• TASK REQUIREMENTS: Line count for the string "Byrne" in the records below: report that figure and nothing else.

• TASK DATA:
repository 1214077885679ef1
// Copyright (C) 2026 Fred Clausen
// Use of this source code is governed by an MIT-style
// license that can be found in the LICENSE file or at
// https://opensource.org/licenses/MIT.
// Copyright (C) 2026 Fred Clausen
// Use of this source code is governed by an MIT-style
// license that can be found in the LICENSE file or at
// https://opensource.org/licenses/MIT.

#![allow(clippy::unwrap_used, clippy::expect_used)]

use club_roster_persistence::Persistence;

use crate::error::ApiError;
use crate::handlers::{create_team, import_members, list_import_audit, list_members, list_teams};
use crate::request_response::{CreateTeamRequest, ImportMembersRequest, ImportMembersResponse};
use crate::tests::helpers::{
    admin_actor, row_with_team, row_without_email, staff_actor, test_authority, test_persistence,
    valid_row,
};

fn import_request(rows: Vec<club_roster_domain::ImportRow>) -> ImportMembersRequest {
    ImportMembersRequest {
        source_file: String::from("roster.csv"),
        rows,
    }
}

#[test]
fn test_import_rejects_empty_batch() {
    let mut persistence: Persistence = test_persistence();
    let authority = test_authority();

    let result = import_members(
        &mut persistence,
        &authority,
        &import_request(vec![]),
        &admin_actor(),
    );

    assert_eq!(result.unwrap_err(), ApiError::EmptyBatch);
    // Nothing was touched: no caller record, no audit entry.
    assert!(persistence.get_actor_by_id("admin.user").unwrap().is_none());
    assert!(persistence.list_import_audit().unwrap().is_empty());
}

#[test]
fn test_import_enrolls_all_valid_rows() {
    let mut persistence: Persistence = test_persistence();
    let authority = test_authority();

    let request = import_request(vec![
        valid_row("Jane Doe", "jane@club.invalid"),
        valid_row("Kai Lund", "kai@club.invalid"),
        valid_row("Mia Chen", "mia@club.invalid"),
    ]);

    let response: ImportMembersResponse =
        import_members(&mut persistence, &authority, &request, &admin_actor()).unwrap();

    assert!(response.success);
    assert_eq!(response.imported_count, 3);
    assert_eq!(response.failed_count, 0);
    assert!(response.failures.is_empty());
    assert_eq!(response.message, "Imported 3 members, 0 failed");

    // Each enrolled member exists in both systems under the same key.
    let members = persistence.list_members().unwrap();
    assert_eq!(members.len(), 3);
    for member in &members {
        assert!(authority.contains(&member.member_id).unwrap());
    }
    assert_eq!(authority.identity_count().unwrap(), 3);
}

#[test]
fn test_import_mixed_batch_reports_each_row() {
    let mut persistence: Persistence = test_persistence();
    let authority = test_authority();

    // A valid, B missing its email, C referencing a team that does
    // not exist.
    let request = import_request(vec![
        valid_row("Alma Reyes", "alma@club.invalid"),
        row_without_email("Ben Okafor"),
        row_with_team("Cleo Marsh", "cleo@club.invalid", "U99"),
    ]);

    let response: ImportMembersResponse =
        import_members(&mut persistence, &authority, &request, &staff_actor()).unwrap();

    assert_eq!(response.imported_count, 2);
    assert_eq!(response.failed_count, 1);
    assert_eq!(response.failures[0].display_name, "Ben Okafor");
    assert!(response.failures[0].error.contains("email"));

    // The unknown team code did not fail the row; the member simply
    // has no team assignment.
    let members = persistence.list_members().unwrap();
    let cleo = members
        .iter()
        .find(|m| m.display_name == "Cleo Marsh")
        .unwrap();
    assert_eq!(cleo.team_id, None);

    // Exactly one audit entry, counts matching the response.
    let entries = persistence.list_import_audit().unwrap();
    assert_eq!(entries.len(), 1);
    assert_eq!(entries[0].action, "ImportMembers");
    assert_eq!(entries[0].source_file, "roster.csv");
    assert_eq!(entries[0].status, "partial_success");
    assert_eq!(entries[0].row_count, 2);
    assert!(entries[0].errors_json.as_deref().unwrap().contains("Ben Okafor"));
}

#[test]
fn test_import_assigns_members_to_known_teams() {
    let mut persistence: Persistence = test_persistence();
    let authority = test_authority();
    let team_id: i64 = persistence.create_team("U12", "Under 12").unwrap();

    let request = import_request(vec![row_with_team(
        "Jane Doe",
        "jane@club.invalid",
        "U12",
    )]);

    import_members(&mut persistence, &authority, &request, &admin_actor()).unwrap();

    let members = persistence.list_members().unwrap();
    assert_eq!(members[0].team_id, Some(team_id));
}

#[test]
fn test_import_creates_caller_actor_record() {
    let mut persistence: Persistence = test_persistence();
    let authority = test_authority();

    let request = import_request(vec![valid_row("Jane Doe", "jane@club.invalid")]);
    import_members(&mut persistence, &authority, &request, &staff_actor()).unwrap();

    let caller = persistence
        .get_actor_by_id("staff.user")
        .unwrap()
        .expect("caller record should have been self-healed");
    assert_eq!(caller.role, "staff");
    assert_eq!(caller.email, "staff.user@placeholder.invalid");

    // The audit entry is attributed to the resolved caller.
    let entries = persistence.list_import_audit().unwrap();
    assert_eq!(entries[0].actor_id, "staff.user");
}

#[test]
fn test_import_audit_recorded_even_when_all_rows_fail() {
    let mut persistence: Persistence = test_persistence();
    let authority = test_authority();

    let request = import_request(vec![row_without_email("A"), row_without_email("B")]);
    let response: ImportMembersResponse =
        import_members(&mut persistence, &authority, &request, &admin_actor()).unwrap();

    assert_eq!(response.imported_count, 0);
    assert_eq!(response.failed_count, 2);

    let entries = persistence.list_import_audit().unwrap();
    assert_eq!(entries.len(), 1);
    assert_eq!(entries[0].status, "failed");
    assert_eq!(entries[0].row_count, 0);
}

#[test]
fn test_import_duplicate_email_fails_row() {
    let mut persistence: Persistence = test_persistence();
    let authority = test_authority();

    let first = import_request(vec![valid_row("Jane Doe", "jane@club.invalid")]);
    import_members(&mut persistence, &authority, &first, &admin_actor()).unwrap();

    // The authority rejects the duplicate email, so the row fails
    // before anything local is written.
    let second = import_request(vec![valid_row("Jane D. Doe", "jane@club.invalid")]);
    let response: ImportMembersResponse =
        import_members(&mut persistence, &authority, &second, &admin_actor()).unwrap();

    assert_eq!(response.imported_count, 0);
    assert_eq!(response.failed_count, 1);
    assert_eq!(persistence.list_members().unwrap().len(), 1);
    assert_eq!(authority.identity_count().unwrap(), 1);
}

#[test]
fn test_list_members_returns_enrolled_members() {
    let mut persistence: Persistence = test_persistence();
    let authority = test_authority();

    let request = import_request(vec![
        valid_row("Zoe Park", "zoe@club.invalid"),
        valid_row("Ada Byrne", "ada@club.invalid"),
    ]);
    import_members(&mut persistence, &authority, &request, &admin_actor()).unwrap();

    let response = list_members(&mut persistence).unwrap();
    let names: Vec<&str> = response
        .members
        .iter()
        .map(|m| m.display_name.as_str())
        .collect();
    assert_eq!(names, vec!["Ada Byrne", "Zoe Park"]);
}

#[test]
fn test_create_team_as_admin() {
    let mut persistence: Persistence = test_persistence();

    let request = CreateTeamRequest {
        code: String::from("U14"),
        name: String::from("Under 14"),
    };
    let response = create_team(&mut persistence, &request, &admin_actor()).unwrap();
    assert_eq!(response.code, "U14");
    assert_eq!(response.name, "Under 14");

    let teams = list_teams(&mut persistence).unwrap();
    assert_eq!(teams.teams.len(), 1);
    assert_eq!(teams.teams[0].team_id, response.team_id);
}

#[test]
fn test_create_team_rejects_staff() {
    let mut persistence: Persistence = test_persistence();

    let request = CreateTeamRequest {
        code: String::from("U14"),
        name: String::from("Under 14"),
    };
    let result = create_team(&mut persistence, &request, &staff_actor());
    assert!(matches!(result, Err(ApiError::Unauthorized { .. })));
}

#[test]
fn test_create_team_rejects_duplicate_code() {
    let mut persistence: Persistence = test_persistence();

    let request = CreateTeamRequest {
        code: String::from("U14"),
        name: String::from("Under 14"),
    };
    create_team(&mut persistence, &request, &admin_actor()).unwrap();

    let result = create_team(&mut persistence, &request, &admin_actor());
    match result {
        Err(ApiError::InvalidInput { field, .. }) => assert_eq!(field, "code"),
        other => panic!("expected InvalidInput, got {other:?}"),
    }
}

#[test]
fn test_create_team_rejects_blank_code() {
    let mut persistence: Persistence = test_persistence();

    let request = CreateTeamRequest {
        code: String::from("  "),
        name: String::from("Under 14"),
    };
    let result = create_team(&mut persistence, &request, &admin_actor());
    assert!(matches!(result, Err(ApiError::InvalidInput { .. })));
}

#[test]
fn test_list_import_audit_newest_first() {
    let mut persistence: Persistence = test_persistence();
    let authority = test_authority();

    let first = import_request(vec![valid_row("Jane Doe", "jane@club.invalid")]);
    import_members(&mut persistence, &authority, &first, &admin_actor()).unwrap();

    let second = import_request(vec![row_without_email("Nameless")]);
    import_members(&mut persistence, &authority, &second, &admin_actor()).unwrap();

    let response = list_import_audit(&mut persistence).unwrap();
    assert_eq!(response.entries.len(), 2);
    assert_eq!(response.entries[0].status, "failed");
    assert_eq!(response.entries[1].status, "success");
}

• SOLVED EXERCISE: 2